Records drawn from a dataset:
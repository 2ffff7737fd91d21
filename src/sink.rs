use crate::error::{FileSinkError, SinkError};
use std::fs::{self, File, OpenOptions};
use std::io::Write;
use std::path::{Path, PathBuf};
use std::sync::Mutex;

/// Destination for rendered log lines.
///
/// Implementations must write each line atomically with respect to other
/// callers: a [`FlowLogger`](crate::logger::FlowLogger) is shared across
/// threads and tasks, and two lines must never interleave.
pub trait LogSink: Send + Sync {
    /// Write one rendered line. The line carries no trailing newline; the
    /// sink adds its own terminator.
    ///
    /// **Returns**
    /// - `Ok(())` if the line was handed to the underlying stream.
    /// - `Err(..)` if the stream rejected it. The logger skips this sink
    ///   for the current record and keeps writing to the others.
    fn write_line(&self, line: &str) -> Result<(), SinkError>;

    /// Flush anything the underlying stream buffers.
    ///
    /// Default implementation is a no-op.
    fn flush(&self) -> Result<(), SinkError> {
        Ok(())
    }

    /// Short name used when reporting write failures.
    fn name(&self) -> &str;
}

/// Writes lines to standard error, holding the stderr lock per line.
#[derive(Debug, Clone, Default)]
pub struct ConsoleSink;

impl LogSink for ConsoleSink {
    fn write_line(&self, line: &str) -> Result<(), SinkError> {
        let mut err = std::io::stderr().lock();
        writeln!(err, "{}", line)?;
        Ok(())
    }

    fn flush(&self) -> Result<(), SinkError> {
        std::io::stderr().lock().flush()?;
        Ok(())
    }

    fn name(&self) -> &str {
        "console"
    }
}

/// Appends lines to a file. Each line goes out in a single `write_all`
/// under the sink's mutex; no extra buffering is added.
#[derive(Debug)]
pub struct FileSink {
    path: PathBuf,
    file: Mutex<File>,
}

impl FileSink {
    /// Open `path` for appending, creating missing parent directories.
    pub fn open(path: impl AsRef<Path>) -> Result<Self, FileSinkError> {
        let path = path.as_ref().to_path_buf();
        if let Some(dir) = path.parent().filter(|d| !d.as_os_str().is_empty()) {
            fs::create_dir_all(dir).map_err(|source| FileSinkError::CreateDir {
                path: dir.to_path_buf(),
                source,
            })?;
        }
        let file = OpenOptions::new()
            .create(true)
            .append(true)
            .open(&path)
            .map_err(|source| FileSinkError::Open {
                path: path.clone(),
                source,
            })?;
        Ok(FileSink {
            path,
            file: Mutex::new(file),
        })
    }

    pub fn path(&self) -> &Path {
        &self.path
    }
}

impl LogSink for FileSink {
    fn write_line(&self, line: &str) -> Result<(), SinkError> {
        let mut buf = String::with_capacity(line.len() + 1);
        buf.push_str(line);
        buf.push('\n');
        let mut file = self.file.lock().unwrap_or_else(|poisoned| poisoned.into_inner());
        file.write_all(buf.as_bytes())?;
        Ok(())
    }

    fn flush(&self) -> Result<(), SinkError> {
        let mut file = self.file.lock().unwrap_or_else(|poisoned| poisoned.into_inner());
        file.flush()?;
        Ok(())
    }

    fn name(&self) -> &str {
        "file"
    }
}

PROBLEM. Reproduce every entry, word for word.

SOLUTION BELOW.
repository 2ffff7737fd91d21
filename src/sink.rs
use crate::error::{FileSinkError, SinkError};
use std::fs::{self, File, OpenOptions};
use std::io::Write;
use std::path::{Path, PathBuf};
use std::sync::Mutex;

/// Destination for rendered log lines.
///
/// Implementations must write each line atomically with respect to other
/// callers: a [`FlowLogger`](crate::logger::FlowLogger) is shared across
/// threads and tasks, and two lines must never interleave.
pub trait LogSink: Send + Sync {
    /// Write one rendered line. The line carries no trailing newline; the
    /// sink adds its own terminator.
    ///
    /// **Returns**
    /// - `Ok(())` if the line was handed to the underlying stream.
    /// - `Err(..)` if the stream rejected it. The logger skips this sink
    ///   for the current record and keeps writing to the others.
    fn write_line(&self, line: &str) -> Result<(), SinkError>;

    /// Flush anything the underlying stream buffers.
    ///
    /// Default implementation is a no-op.
    fn flush(&self) -> Result<(), SinkError> {
        Ok(())
    }

    /// Short name used when reporting write failures.
    fn name(&self) -> &str;
}

/// Writes lines to standard error, holding the stderr lock per line.
#[derive(Debug, Clone, Default)]
pub struct ConsoleSink;

impl LogSink for ConsoleSink {
    fn write_line(&self, line: &str) -> Result<(), SinkError> {
        let mut err = std::io::stderr().lock();
        writeln!(err, "{}", line)?;
        Ok(())
    }

    fn flush(&self) -> Result<(), SinkError> {
        std::io::stderr().lock().flush()?;
        Ok(())
    }

    fn name(&self) -> &str {
        "console"
    }
}

/// Appends lines to a file. Each line goes out in a single `write_all`
/// under the sink's mutex; no extra buffering is added.
#[derive(Debug)]
pub struct FileSink {
    path: PathBuf,
    file: Mutex<File>,
}

impl FileSink {
    /// Open `path` for appending, creating missing parent directories.
    pub fn open(path: impl AsRef<Path>) -> Result<Self, FileSinkError> {
        let path = path.as_ref().to_path_buf();
        if let Some(dir) = path.parent().filter(|d| !d.as_os_str().is_empty()) {
            fs::create_dir_all(dir).map_err(|source| FileSinkError::CreateDir {
                path: dir.to_path_buf(),
                source,
            })?;
        }
        let file = OpenOptions::new()
            .create(true)
            .append(true)
            .open(&path)
            .map_err(|source| FileSinkError::Open {
                path: path.clone(),
                source,
            })?;
        Ok(FileSink {
            path,
            file: Mutex::new(file),
        })
    }

    pub fn path(&self) -> &Path {
        &self.path
    }
}

impl LogSink for FileSink {
    fn write_line(&self, line: &str) -> Result<(), SinkError> {
        let mut buf = String::with_capacity(line.len() + 1);
        buf.push_str(line);
        buf.push('\n');
        let mut file = self.file.lock().unwrap_or_else(|poisoned| poisoned.into_inner());
        file.write_all(buf.as_bytes())?;
        Ok(())
    }

    fn flush(&self) -> Result<(), SinkError> {
        let mut file = self.file.lock().unwrap_or_else(|poisoned| poisoned.into_inner());
        file.flush()?;
        Ok(())
    }

    fn name(&self) -> &str {
        "file"
    }
}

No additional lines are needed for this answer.